Saturday, 22 December 2012


The three pairs of slippers system
The role of the slipper in Christmas is not sufficiently celebrated. Think of Cinderella, whose dropped slipper of squirrel (vair) was notoriously mistranslated - or misheard in oral transmission -  in the original French, as of glass (verre). I have given and received slippers at Christmas, including this Christmas. Three pairs of slippers are required for my domestic system. I have at any one time a pair of cotton towelling slippers; a pair of fleece slippers and a pair of whole foot slippers (illustrated). The way the system works is: I wear one pair into the bathroom. When I get out of the bath, I put on either the fleece or the towelling slippers, which are both waterproof. One of this pair is now wet, so I put on whichever is the remaining pair to slope off in to get my breakfast. The pair I wore into the bathroom and the wet pair are now airing/drying to be used the next day.

A Christmas reader competition: the first reader to find a Moffat Book Events blog with no reference to, or connection with, books wins a copy of my Sitka spruce booklet and a £25 book token. Winner will be announced on Jan 7 2013. Editor's decision is final. Good reading!

Tuesday, 18 December 2012

A walk through Moffat Old Academy, Monday Dec 17 2012

Walkthrough of Old Moffat Academy  2pm Monday Dec 17 2012 - pictures by Simon Tweedie, Annandale Arms hotel, Moffat


Professor Richard Demarco CBE, Demarco European Art Foundation (RD)
Terry Newman, DEF (TN)
Simon Tweedie, Annandale Arms hotel (ST)
Jim Hurren, Forestry Purposes LLP (JH)
Russell Morrison, FP LLP
Alan Thomson, MDCI ‘Creative Places’ application for Moffat (AT)
Professor Andrew Wheatcroft, publisher and chairman Moffat Book Events (AW)
Professor Alan Tait, art historian (A Tait)
Elizabeth Roberts Moffat Book Events (ER)

Alistair Johnston, D&G council property division - disposals (AJ)

The group made a thorough inspection of the building, and Alistair Johnston (AJ) gave Alan Thomson (AT) a copy of the ground plan of the building (copies to be made available to all interested parties on request).

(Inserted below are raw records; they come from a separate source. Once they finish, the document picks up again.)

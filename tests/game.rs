//! Game integration tests.

use cribrs::{
    Card, ComputerPlayer, DiscardError, DiscardOption, Game, GameOptions, Hand, Margin, PegError,
    PegEvent, PegScore, PegState, PileLeader, Player, Rank, RoundError, ScriptedPlayer, Seat,
    ShowKind, Suit, full_deck,
};

fn card(rank: u8, suit: Suit) -> Card {
    Card::new(Rank::from_value(rank).unwrap(), suit)
}

/// Interleaves two dealt hands pone-first and appends the cut.
fn stacked_deck(pone: &[Card; 6], dealer: &[Card; 6], cut: Card) -> Vec<Card> {
    let mut deck = Vec::with_capacity(13);
    for (p, d) in pone.iter().zip(dealer) {
        deck.push(*p);
        deck.push(*d);
    }
    deck.push(cut);
    deck
}

fn sample_deck() -> Vec<Card> {
    stacked_deck(
        &[
            card(10, Suit::Clubs),
            card(5, Suit::Hearts),
            card(7, Suit::Diamonds),
            card(8, Suit::Spades),
            card(13, Suit::Clubs),
            card(12, Suit::Clubs),
        ],
        &[
            card(5, Suit::Clubs),
            card(6, Suit::Diamonds),
            card(9, Suit::Hearts),
            card(2, Suit::Spades),
            card(3, Suit::Diamonds),
            card(4, Suit::Diamonds),
        ],
        card(1, Suit::Spades),
    )
}

const fn play(seat: Seat, card: Card, sum: u8, score: PegScore) -> PegEvent {
    PegEvent::Play {
        seat,
        card,
        sum,
        score,
    }
}

const fn peg(fifteen: u8, thirty_one: u8, pairs: u8, run: u8) -> PegScore {
    PegScore {
        fifteen,
        thirty_one,
        pairs,
        run,
    }
}

/// Plays the first card of its pegging hand whether or not it fits.
struct RecklessPlayer {
    inner: ScriptedPlayer,
    peg_hand: Vec<Card>,
}

impl Player for RecklessPlayer {
    fn name(&self) -> &str {
        self.inner.name()
    }

    fn receive(&mut self, hand: Hand) {
        self.inner.receive(hand);
    }

    fn hand(&self) -> &Hand {
        self.inner.hand()
    }

    fn discard(&mut self, is_dealer: bool) -> Result<DiscardOption, DiscardError> {
        let option = self.inner.discard(is_dealer)?;
        self.peg_hand = option.keep().cards().to_vec();
        Ok(option)
    }

    fn play_peg_card(&mut self, _state: &PegState) -> Option<Card> {
        if self.peg_hand.is_empty() {
            None
        } else {
            Some(self.peg_hand.remove(0))
        }
    }

    fn has_empty_pegging_hand(&self) -> bool {
        self.peg_hand.is_empty()
    }

    fn add_points(&mut self, points: u16) -> u16 {
        self.inner.add_points(points)
    }

    fn score(&self) -> u16 {
        self.inner.score()
    }
}

/// Discards like a scripted player but says go on every turn.
struct SilentPlayer {
    inner: ScriptedPlayer,
}

impl Player for SilentPlayer {
    fn name(&self) -> &str {
        self.inner.name()
    }

    fn receive(&mut self, hand: Hand) {
        self.inner.receive(hand);
    }

    fn hand(&self) -> &Hand {
        self.inner.hand()
    }

    fn discard(&mut self, is_dealer: bool) -> Result<DiscardOption, DiscardError> {
        self.inner.discard(is_dealer)
    }

    fn play_peg_card(&mut self, _state: &PegState) -> Option<Card> {
        None
    }

    fn has_empty_pegging_hand(&self) -> bool {
        self.inner.peg_hand().is_empty()
    }

    fn add_points(&mut self, points: u16) -> u16 {
        self.inner.add_points(points)
    }

    fn score(&self) -> u16 {
        self.inner.score()
    }
}

#[test]
fn scripted_round_plays_out() {
    let mut game = Game::new(GameOptions::default(), 1);
    let mut first = ScriptedPlayer::new("first");
    let mut second = ScriptedPlayer::new("second");

    let result = {
        let mut players: [&mut dyn Player; 2] = [&mut first, &mut second];
        game.play_round_with_deck(&mut players, &sample_deck())
            .unwrap()
    };

    assert_eq!(result.dealer, Seat::First);
    assert_eq!(result.cut, card(1, Suit::Spades));
    assert!(!result.his_heels);
    assert_eq!(
        result.crib.cards(),
        &[
            card(13, Suit::Clubs),
            card(12, Suit::Clubs),
            card(3, Suit::Diamonds),
            card(4, Suit::Diamonds),
        ]
    );

    let none = peg(0, 0, 0, 0);
    assert_eq!(
        result.pegging,
        vec![
            play(Seat::Second, card(10, Suit::Clubs), 10, none),
            play(Seat::First, card(5, Suit::Clubs), 15, peg(2, 0, 0, 0)),
            play(Seat::Second, card(5, Suit::Hearts), 20, peg(0, 0, 2, 0)),
            play(Seat::First, card(6, Suit::Diamonds), 26, none),
            PegEvent::Go { seat: Seat::Second },
            play(Seat::First, card(2, Suit::Spades), 28, none),
            PegEvent::Go { seat: Seat::First },
            PegEvent::LastCard { seat: Seat::First },
            PegEvent::Reset { pile_num: 1 },
            play(Seat::First, card(9, Suit::Hearts), 9, none),
            play(Seat::Second, card(7, Suit::Diamonds), 16, none),
            PegEvent::Go { seat: Seat::First },
            play(Seat::Second, card(8, Suit::Spades), 24, peg(0, 0, 0, 3)),
            PegEvent::LastCard { seat: Seat::Second },
        ]
    );
    assert_eq!(result.pegging_points, [3, 6]);

    let show: Vec<(Seat, ShowKind, u16)> = result
        .show
        .iter()
        .map(|count| (count.seat, count.kind, count.breakdown.total))
        .collect();
    assert_eq!(
        show,
        vec![
            (Seat::Second, ShowKind::Hand, 4),
            (Seat::First, ShowKind::Hand, 4),
            (Seat::First, ShowKind::Crib, 4),
        ]
    );
    assert_eq!(result.winner, None);

    assert_eq!(first.score(), 11);
    assert_eq!(second.score(), 10);
    assert_eq!(game.dealer(), Seat::Second);
    assert_eq!(game.rounds(), 1);
}

#[test]
fn opponent_leads_after_reset_when_configured() {
    let options = GameOptions::default().with_pile_leader(PileLeader::Opponent);
    let mut game = Game::new(options, 1);
    let mut first = ScriptedPlayer::new("first");
    let mut second = ScriptedPlayer::new("second");
    let mut players: [&mut dyn Player; 2] = [&mut first, &mut second];

    let result = game
        .play_round_with_deck(&mut players, &sample_deck())
        .unwrap();

    let after_reset: Vec<PegEvent> = result
        .pegging
        .iter()
        .skip_while(|e| !matches!(e, PegEvent::Reset { .. }))
        .skip(1)
        .copied()
        .collect();
    assert_eq!(
        after_reset,
        vec![
            play(Seat::Second, card(7, Suit::Diamonds), 7, peg(0, 0, 0, 0)),
            play(Seat::First, card(9, Suit::Hearts), 16, peg(0, 0, 0, 0)),
            play(Seat::Second, card(8, Suit::Spades), 24, peg(0, 0, 0, 3)),
            PegEvent::LastCard { seat: Seat::Second },
        ]
    );
    assert_eq!(result.pegging_points, [3, 6]);
}

#[test]
fn round_stops_when_a_player_wins() {
    let options = GameOptions::default().with_winning_score(3);
    let mut game = Game::new(options, 1);
    let mut first = ScriptedPlayer::new("first");
    let mut second = ScriptedPlayer::new("second");

    let result = {
        let mut players: [&mut dyn Player; 2] = [&mut first, &mut second];
        game.play_round_with_deck(&mut players, &sample_deck())
            .unwrap()
    };

    assert_eq!(result.winner, Some(Seat::First));
    assert_eq!(result.pegging.last(), Some(&PegEvent::LastCard { seat: Seat::First }));
    assert!(result.show.is_empty());
    assert_eq!(first.score(), 3);
    assert_eq!(second.score(), 2);
}

#[test]
fn jack_cut_pegs_his_heels() {
    let mut deck = sample_deck();
    *deck.last_mut().unwrap() = card(11, Suit::Spades);

    let mut game = Game::new(GameOptions::default().with_winning_score(2), 1);
    let mut first = ScriptedPlayer::new("first");
    let mut second = ScriptedPlayer::new("second");
    let result = {
        let mut players: [&mut dyn Player; 2] = [&mut first, &mut second];
        game.play_round_with_deck(&mut players, &deck).unwrap()
    };

    assert!(result.his_heels);
    assert_eq!(result.winner, Some(Seat::First));
    assert!(result.pegging.is_empty());
    assert_eq!(first.score(), 2);

    let mut game = Game::new(GameOptions::default().with_his_heels(false), 1);
    let mut first = ScriptedPlayer::new("first");
    let mut second = ScriptedPlayer::new("second");
    let mut players: [&mut dyn Player; 2] = [&mut first, &mut second];
    let result = game.play_round_with_deck(&mut players, &deck).unwrap();
    assert!(!result.his_heels);
}

#[test]
fn short_deck_is_rejected() {
    let mut game = Game::new(GameOptions::default(), 1);
    let mut first = ScriptedPlayer::new("first");
    let mut second = ScriptedPlayer::new("second");
    let mut players: [&mut dyn Player; 2] = [&mut first, &mut second];

    let deck = sample_deck();
    assert_eq!(
        game.play_round_with_deck(&mut players, &deck[..12])
            .unwrap_err(),
        RoundError::NotEnoughCards
    );
}

#[test]
fn bad_discard_selection_is_reported() {
    let mut game = Game::new(GameOptions::default(), 1);
    let mut first = ScriptedPlayer::new("first");
    let mut second = ScriptedPlayer::new("second").with_discard([2, 2]);
    let mut players: [&mut dyn Player; 2] = [&mut first, &mut second];

    assert_eq!(
        game.play_round_with_deck(&mut players, &sample_deck())
            .unwrap_err(),
        RoundError::Discard {
            seat: Seat::Second,
            source: DiscardError::InvalidSelection,
        }
    );
}

#[test]
fn scripted_discard_positions_are_honored() {
    let mut player = ScriptedPlayer::new("p").with_discard([5, 0]);
    let dealt: Vec<Card> = full_deck().into_iter().take(6).collect();
    player.receive(Hand::from_cards(&dealt));

    let option = player.discard(false).unwrap();
    assert_eq!(option.discard().cards(), &[dealt[0], dealt[5]]);
    assert_eq!(player.hand().cards(), &dealt[1..5]);
    assert_eq!(player.peg_hand(), player.hand());
}

#[test]
fn illegal_play_is_rejected() {
    let tens = |suit| {
        [
            card(10, suit),
            card(11, suit),
            card(12, suit),
            card(13, suit),
            card(1, suit),
            card(2, suit),
        ]
    };
    let deck = stacked_deck(&tens(Suit::Hearts), &tens(Suit::Spades), card(3, Suit::Clubs));

    let mut game = Game::new(GameOptions::default(), 1);
    let mut first = RecklessPlayer {
        inner: ScriptedPlayer::new("first"),
        peg_hand: Vec::new(),
    };
    let mut second = ScriptedPlayer::new("second");
    let mut players: [&mut dyn Player; 2] = [&mut first, &mut second];

    // Second leads 10, first pairs it, second makes 30 with J, first plays J anyway.
    assert_eq!(
        game.play_round_with_deck(&mut players, &deck).unwrap_err(),
        RoundError::IllegalPlay {
            seat: Seat::First,
            source: PegError::ExceedsThirtyOne {
                sum: 30,
                card: card(11, Suit::Spades),
            },
        }
    );
}

#[test]
fn computer_round_accounts_for_every_point() {
    let mut game = Game::new(GameOptions::default(), 2024);
    let mut first = ComputerPlayer::new("first");
    let mut second = ComputerPlayer::new("second");

    let result = {
        let mut players: [&mut dyn Player; 2] = [&mut first, &mut second];
        game.play_round(&mut players).unwrap()
    };

    assert_eq!(result.crib.len(), 4);
    assert!(first.peg_hand().is_empty());
    assert!(second.peg_hand().is_empty());
    assert_eq!(first.hand().len(), 4);

    let plays = result
        .pegging
        .iter()
        .filter(|e| matches!(e, PegEvent::Play { .. }))
        .count();
    assert_eq!(plays, 8);

    let mut totals = result.pegging_points;
    if result.his_heels {
        totals[result.dealer.index()] += 2;
    }
    for count in &result.show {
        totals[count.seat.index()] += count.breakdown.total;
    }
    assert_eq!(totals, [first.score(), second.score()]);
}

#[test]
fn cut_for_deal_gives_the_deal_to_the_lower_card() {
    let mut game = Game::new(GameOptions::default(), 99);
    let [first, second] = game.cut_for_deal();

    assert_ne!(first.rank, second.rank);
    let expected = if first.rank < second.rank {
        Seat::First
    } else {
        Seat::Second
    };
    assert_eq!(game.dealer(), expected);
}

#[test]
fn full_game_is_deterministic_for_a_seed() {
    let run = |seed| {
        let mut game = Game::new(GameOptions::default(), seed);
        let mut first = ComputerPlayer::new("first");
        let mut second = ComputerPlayer::new("second");
        let mut players: [&mut dyn Player; 2] = [&mut first, &mut second];
        game.cut_for_deal();
        game.play_game(&mut players).unwrap()
    };

    let outcome = run(5);
    assert_eq!(outcome, run(5));

    let winner = outcome.scores[outcome.winner.index()];
    let loser = outcome.scores[outcome.winner.other().index()];
    assert!(winner >= 121);
    assert!(loser < 121);
    assert!(outcome.rounds > 0);

    let expected_margin = if loser < 61 {
        Margin::DoubleSkunk
    } else if loser < 91 {
        Margin::Skunk
    } else {
        Margin::Win
    };
    assert_eq!(outcome.margin, expected_margin);
}

#[test]
fn go_with_a_playable_card_is_rejected() {
    let deck: Vec<Card> = full_deck().into_iter().take(13).collect();

    let mut game = Game::new(GameOptions::default(), 1);
    let mut first = SilentPlayer {
        inner: ScriptedPlayer::new("first"),
    };
    let mut second = SilentPlayer {
        inner: ScriptedPlayer::new("second"),
    };
    let mut players: [&mut dyn Player; 2] = [&mut first, &mut second];

    assert_eq!(
        game.play_round_with_deck(&mut players, &deck).unwrap_err(),
        RoundError::IllegalPlay {
            seat: Seat::Second,
            source: PegError::MustPlay,
        }
    );
}

#[test]
fn thirty_one_resets_and_the_last_player_leads() {
    let deck = stacked_deck(
        &[
            card(10, Suit::Clubs),
            card(5, Suit::Clubs),
            card(10, Suit::Diamonds),
            card(6, Suit::Clubs),
            card(2, Suit::Hearts),
            card(3, Suit::Hearts),
        ],
        &[
            card(13, Suit::Spades),
            card(6, Suit::Diamonds),
            card(9, Suit::Spades),
            card(2, Suit::Spades),
            card(7, Suit::Hearts),
            card(8, Suit::Hearts),
        ],
        card(1, Suit::Diamonds),
    );

    let mut game = Game::new(GameOptions::default(), 1);
    let mut first = ScriptedPlayer::new("first");
    let mut second = ScriptedPlayer::new("second");
    let mut players: [&mut dyn Player; 2] = [&mut first, &mut second];
    let result = game.play_round_with_deck(&mut players, &deck).unwrap();

    let none = peg(0, 0, 0, 0);
    assert_eq!(
        result.pegging,
        vec![
            play(Seat::Second, card(10, Suit::Clubs), 10, none),
            play(Seat::First, card(13, Suit::Spades), 20, none),
            play(Seat::Second, card(5, Suit::Clubs), 25, none),
            play(Seat::First, card(6, Suit::Diamonds), 31, peg(0, 2, 0, 0)),
            PegEvent::Reset { pile_num: 1 },
            play(Seat::First, card(9, Suit::Spades), 9, none),
            play(Seat::Second, card(10, Suit::Diamonds), 19, none),
            play(Seat::First, card(2, Suit::Spades), 21, none),
            play(Seat::Second, card(6, Suit::Clubs), 27, none),
            PegEvent::LastCard { seat: Seat::Second },
        ]
    );
    assert_eq!(result.pegging_points, [2, 1]);
}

In discussion, the following points were made:

The Building

The building exceeded expectations, in terms of size, quality of light to almost all areas and its location in the town. There is a lot of debris, old furniture and other material that needs to be cleared out of it, and running repairs to prevent water incursion from damaging the fabric.

If the building is to house valuable works of art, modern security systems,  temperature control and humidity control must be installed.  This could be an opportunity to demonstrate Scottish ‘green’ engineering skills and might attract a sponsor for this aspect.

Use of Building

The suggestion is that the building should house a ‘destination’ quality visitor experience. The ‘USP’ suggested is Scotland’s involvement in 20th and 21st century art embodied in the person and career of Richard Demarco CBE, whose involvement with the arts in Scotland and mainland Europe – notably Romania, Poland, Italy and Estonia -  spans 60 years since WWII: the visual arts, the Traverse theatre, the Fringe and social enterprise.

The Town
The town of Moffat has nothing for visitors to do on a wet day. RD pointed out that Moffat is strategically positioned very near the A74 (M), the gateway to Scotland. Its situation is an ideal jumping-off point south and west to Dumfries, Castle Douglas, Kirkcudbright and Wigtown or across the border to Carlisle and the Lake District; east to the Borders and Abbotsford, north to Edinburgh, Glasgow and the rest of Scotland.  Moffat is only 50 minutes from Glasgow and an hour and a half from Edinburgh.  Whereas the south entrance to the town features the popular Moffat Mill outlet (to be upgraded), there is nothing currently to draw visitors to the town the full length of the High St to the north end, where the Old Academy is situated.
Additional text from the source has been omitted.